(8:06 p.m.) “Walk tall, or baby don’t walk at all.” So sings Bruce Springsteen — and so said the boss, Presiding Bishop Michael B. Curry, quoting the boss today in the House of Bishops.

That’s two favorite bosses in one package. So I was stepping lightly and feeling no pain (in a spiritual sense, of course) when I headed for lunch today, where I ran into the Rev. Canon Dr. Sandye A Wilson (just reelected as a trustee of the Church Pension Group) and Union of Black Episcopalians past president Canon Annette Buchanan (just elected to Executive Council).

Annette is a member of St. Augustine’s Episcopal Church – in Asbury Park, NJ, which is Springsteen central. Sandye, also a past UBE president, is its former rector. I naturally asked about Bruce, and they told me that his first piano player, Asbury Park native David Sancious (that’s he on “Rosalita,” not Roy Bittan), is a longtime friend of St. Augustine’s, He gave the parish a piano.

I’m pretty sure that makes Bruce an Episcopalian. I knew it!

(7:39 p.m.) We ran the gamut today in the House of Bishops. Owing to the careful work of a dozen episcopal drafters, we got past a bumpy moment when it seemed we couldn’t balance the principle of intentionality in prayer book revision with inclusion for all those left out of our liturgies.
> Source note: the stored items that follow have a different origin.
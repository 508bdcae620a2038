//! vcp: copy, sync, move and remove files across versioned stores.
//!
//! # Usage
//!
//! ```bash
//! # Create a repository in the local store
//! vcp init alice/data
//!
//! # Upload a directory
//! vcp cp -r ./reports vcp://alice/data/main/reports
//!
//! # Create a branch from another one
//! vcp cp -r vcp://alice/data/main vcp://alice/data/release
//!
//! # Mirror a directory, copying only what changed
//! vcp sync ./site vcp://alice/data/main/site --use-mtime
//!
//! # Inspect
//! vcp ls vcp://alice/data/main
//! vcp log vcp://alice/data/main
//! vcp cat vcp://alice/data/main/reports/q1.csv --limit 1024
//!
//! # Branches
//! vcp branch make vcp://alice/data main release
//! vcp branch ls vcp://alice/data
//! vcp branch del vcp://alice/data release --yes
//! ```

use anyhow::{Context as _, Result};
use clap::{Parser, Subcommand};
use std::path::PathBuf;
use std::sync::Arc;
use vcp_core::executor::format_size;
use vcp_core::ops::{self, Context, CopyOptions};
use vcp_core::config::DEFAULT_BRANCH;
use vcp_core::{BackendRegistry, Config, DiskStore, SyncComparator, SyncOptions};

#[derive(Parser, Debug)]
#[command(name = "vcp")]
#[command(author = "vcp Contributors")]
#[command(version = "0.1.0")]
#[command(about = "Copy files between local paths and versioned repository stores")]
struct Cli {
    /// Configuration file (default: ~/.vcp/config.json)
    #[arg(long, global = true)]
    config: Option<PathBuf>,

    /// Root directory of the on-disk store
    #[arg(long, global = true)]
    store_root: Option<PathBuf>,

    /// Enable debug logging
    #[arg(long, global = true)]
    debug: bool,

    #[command(subcommand)]
    command: Commands,
}

#[derive(Subcommand, Debug)]
enum Commands {
    /// Copy files or directories
    Cp {
        /// Sources followed by the destination
        #[arg(required = true, num_args = 2..)]
        paths: Vec<String>,
        /// Copy directories recursively
        #[arg(short, long)]
        recursive: bool,
        /// Commit message
        #[arg(short, long, default_value = "")]
        message: String,
        /// Concurrent transfers
        #[arg(short, long)]
        parallel: Option<usize>,
        /// Print every committed change as JSON
        #[arg(long)]
        show_changes: bool,
    },

    /// Copy new and changed files from a directory into a destination
    Sync {
        source: String,
        destination: String,
        /// Also copy files whose source is newer
        #[arg(long)]
        use_mtime: bool,
        /// Report what would be copied without copying
        #[arg(long)]
        dryrun: bool,
        /// Commit message
        #[arg(short, long, default_value = "")]
        message: String,
        /// Concurrent transfers
        #[arg(short, long)]
        parallel: Option<usize>,
    },

    /// Move a file or directory within a branch
    Mv {
        source: String,
        destination: String,
        /// Commit message
        #[arg(short, long, default_value = "")]
        message: String,
    },

    /// Remove files or directories
    Rm {
        #[arg(required = true)]
        paths: Vec<String>,
        /// Commit message
        #[arg(short, long, default_value = "")]
        message: String,
    },

    /// List a directory
    Ls { path: String },

    /// Show the commit history of a branch
    Log { path: String },

    /// Print a file to stdout
    Cat {
        path: String,
        /// Maximum number of bytes to print (0 prints the whole file)
        #[arg(long, default_value_t = 0)]
        limit: u64,
    },

    /// Manage the branches of a repository
    Branch {
        #[command(subcommand)]
        command: BranchCommands,
    },

    /// Create a repository in the on-disk store
    Init {
        /// Repository as user/repo
        repo: String,
        /// Initial branch
        #[arg(short, long, default_value = DEFAULT_BRANCH)]
        branch: String,
    },
}

#[derive(Subcommand, Debug)]
enum BranchCommands {
    /// List branches
    Ls {
        /// Repository as scheme://user/repo
        repo: String,
    },

    /// Create a branch as a copy of another one
    Make {
        repo: String,
        src_branch: String,
        new_branch: String,
    },

    /// Delete a branch and its history
    Del {
        repo: String,
        branch: String,
        /// Confirm the deletion
        #[arg(long)]
        yes: bool,
    },
}

#[tokio::main]
async fn main() -> Result<()> {
    let cli = Cli::parse();

    let filter = if cli.debug {
        tracing_subscriber::EnvFilter::new("debug")
    } else {
        tracing_subscriber::EnvFilter::from_default_env().add_directive("vcp=info".parse()?)
    };
    tracing_subscriber::fmt().with_env_filter(filter).init();

    let mut config = load_config(&cli)?;
    match cli.command {
        Commands::Cp {
            paths,
            recursive,
            message,
            parallel,
            show_changes,
        } => {
            config.parallel = parallel.unwrap_or(config.parallel);
            cmd_cp(config, paths, recursive, message, show_changes).await
        }

        Commands::Sync {
            source,
            destination,
            use_mtime,
            dryrun,
            message,
            parallel,
        } => {
            config.parallel = parallel.unwrap_or(config.parallel);
            cmd_sync(config, source, destination, use_mtime, dryrun, message).await
        }

        Commands::Mv {
            source,
            destination,
            message,
        } => cmd_mv(config, source, destination, message).await,

        Commands::Rm { paths, message } => cmd_rm(config, paths, message).await,

        Commands::Ls { path } => cmd_ls(config, path).await,

        Commands::Log { path } => cmd_log(config, path).await,

        Commands::Cat { path, limit } => cmd_cat(config, path, limit).await,

        Commands::Branch { command } => cmd_branch(config, command).await,

        Commands::Init { repo, branch } => cmd_init(config, repo, branch).await,
    }
}

fn load_config(cli: &Cli) -> Result<Config> {
    let path = cli.config.clone().unwrap_or_else(Config::default_path);
    let mut config = Config::load_with_env(&path)
        .with_context(|| format!("Failed to load config from {}", path.display()))?;
    config.apply_store_root_override(cli.store_root.clone());
    config.validate()?;
    tracing::debug!("Using store root {}", config.store_root.display());
    Ok(config)
}

fn build_context(config: Config) -> Result<Context> {
    let cwd = std::env::current_dir().context("Cannot determine working directory")?;
    let mut registry = BackendRegistry::new(config.default_endpoint.clone(), cwd);
    let store = DiskStore::new(config.store_root.clone(), config.default_endpoint.clone());
    registry.register(Arc::new(store))?;
    Ok(Context::new(registry, config))
}

async fn cmd_cp(
    config: Config,
    mut paths: Vec<String>,
    recursive: bool,
    message: String,
    show_changes: bool,
) -> Result<()> {
    let destination = paths.pop().context("Missing destination")?;
    let ctx = build_context(config)?;
    let options = CopyOptions { recursive, message };

    let report = ops::copy(&ctx, &paths, &destination, &options)
        .await
        .with_context(|| format!("Copy to {} failed", destination))?;

    println!("{}", report.summary.summary());
    for dir in &report.skipped_directories {
        println!("  skipped directory {} (use -r)", dir);
    }
    if show_changes {
        println!("{}", serde_json::to_string_pretty(&report.changes)?);
    }
    Ok(())
}

async fn cmd_sync(
    config: Config,
    source: String,
    destination: String,
    use_mtime: bool,
    dryrun: bool,
    message: String,
) -> Result<()> {
    let comparator = if use_mtime || config.use_mtime {
        SyncComparator::SizeAndTime
    } else {
        SyncComparator::SizeOnly
    };
    let ctx = build_context(config)?;
    let options = SyncOptions {
        comparator,
        dryrun,
        message,
    };

    let stats = ops::sync(&ctx, &source, &destination, options)
        .await
        .with_context(|| format!("Sync of {} to {} failed", source, destination))?;

    println!("Sync {}:", if dryrun { "plan" } else { "completed" });
    println!("  Copied:  {}", stats.copied);
    println!("  Ignored: {}", stats.ignored);
    println!("  Failed:  {}", stats.failed);
    Ok(())
}

async fn cmd_mv(config: Config, source: String, destination: String, message: String) -> Result<()> {
    let ctx = build_context(config)?;
    ops::move_path(&ctx, &source, &destination, &message)
        .await
        .with_context(|| format!("Failed to move {} to {}", source, destination))?;
    println!("Moved {} -> {}", source, destination);
    Ok(())
}

async fn cmd_rm(config: Config, paths: Vec<String>, message: String) -> Result<()> {
    let ctx = build_context(config)?;
    ops::remove(&ctx, &paths, &message)
        .await
        .context("Remove failed")?;
    for p in &paths {
        println!("Removed {}", p);
    }
    Ok(())
}

async fn cmd_ls(config: Config, path: String) -> Result<()> {
    let ctx = build_context(config)?;
    let entries = ops::list(&ctx, &path)
        .await
        .with_context(|| format!("Cannot list {}", path))?;
    for entry in entries {
        let mtime = entry
            .info
            .mtime
            .map(|t| t.format("%Y-%m-%d %H:%M").to_string())
            .unwrap_or_else(|| "-".to_string());
        if entry.info.is_dir() {
            println!("{:>10}  {:16}  {}/", "-", mtime, entry.name);
        } else {
            println!("{:>10}  {:16}  {}", format_size(entry.info.size), mtime, entry.name);
        }
    }
    Ok(())
}

async fn cmd_log(config: Config, path: String) -> Result<()> {
    let ctx = build_context(config)?;
    let records = ops::log(&ctx, &path)
        .await
        .with_context(|| format!("Cannot read log of {}", path))?;
    if records.is_empty() {
        println!("No commits on {}", path);
        return Ok(());
    }
    for record in records.iter().rev() {
        let date = chrono::DateTime::from_timestamp(record.timestamp, 0)
            .map(|dt| dt.format("%Y-%m-%d %H:%M:%S UTC").to_string())
            .unwrap_or_else(|| record.timestamp.to_string());
        let short = record.id.get(..8).unwrap_or(&record.id);
        println!("{}  {}  {} change(s)  {}", short, date, record.changes, record.message);
    }
    Ok(())
}

async fn cmd_cat(config: Config, path: String, limit: u64) -> Result<()> {
    let ctx = build_context(config)?;
    let limit = (limit > 0).then_some(limit);
    let mut stdout = tokio::io::stdout();
    ops::cat(&ctx, &path, limit, &mut stdout)
        .await
        .with_context(|| format!("Cannot print {}", path))?;
    Ok(())
}

async fn cmd_branch(config: Config, command: BranchCommands) -> Result<()> {
    let ctx = build_context(config)?;
    match command {
        BranchCommands::Ls { repo } => {
            let branches = ops::list_branches(&ctx, &repo)
                .await
                .with_context(|| format!("Cannot list branches of {}", repo))?;
            for branch in branches {
                println!("{}", branch.name);
            }
        }
        BranchCommands::Make {
            repo,
            src_branch,
            new_branch,
        } => {
            ops::make_branch(&ctx, &repo, &src_branch, &new_branch)
                .await
                .with_context(|| format!("Failed to create branch {}", new_branch))?;
            println!("Created branch {} from {}", new_branch, src_branch);
        }
        BranchCommands::Del { repo, branch, yes } => {
            eprintln!("Deleting a branch cannot be undone.");
            eprintln!("Content that only exists on {} will be lost.", branch);
            if !yes {
                eprintln!("Add --yes to delete");
                return Ok(());
            }
            ops::delete_branch(&ctx, &repo, &branch)
                .await
                .with_context(|| format!("Failed to delete branch {}", branch))?;
            println!("Deleted branch {}", branch);
        }
    }
    Ok(())
}

async fn cmd_init(config: Config, repo: String, branch: String) -> Result<()> {
    let store = DiskStore::new(config.store_root.clone(), config.default_endpoint.clone());
    store
        .init_repo(&repo, &branch)
        .await
        .with_context(|| format!("Failed to initialize {}", repo))?;
    println!("Initialized {} (branch {})", repo, branch);
    println!("  Store: {}", store.root().display());
    println!("  URL:   vcp://{}/{}", repo.trim_matches('/'), branch);
    Ok(())
}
We talked about Ukraine, climate change, and Christian Zionism. We passed landmark legislation, sent by the House of Deputies, to fund our church’s work of racial reckoning, reparation, and reconciliation in perpetuity.

The rawest moments came this evening, when Presiding Bishop Michael B. Curry confessed his gnawing fear that democracy is at risk. He invited us into conversation about how to put the church to work on behalf of a new vision of “e pluribus unum.” We’ll talk more about it sometime during the second two days of our four-day Episcothon.

I felt privileged to be present as the most dynamic figure in contemporary Christianity, a voice for our God in Christ’s vision of justice and equity, a voice of supreme optimism and joy, began to make notes for his last two years as our presider, teacher, and prophet. It was 9 p.m. when we finished, and if he’d asked us to march to Washington with him tonight, holding high the banner of freedom and justice for all, we would have.

As for me, I took a knee for two group pictures, with fellow friends of Episcopal camping (above, taken by Bishop of Georgia and former newspaper photographer Frank Logue) and with family members and friends of members of the LGBTQ+ community (below).

(10:26 a.m.) Today is brag-about-your-camp day at General Convention in Baltimore – and whom should I have the blessing of running into but the new executive director of ECCC – Episcopal Camps & Conference Centers, the Rev. Jess Elfring-Roberts? By the grace of God, mediated by the Rev. Canon Kelli Grace Kurtz, I was sporting my Camp Stevens colors. Jess and I took turns raving about our executive director, Kathy Wilder.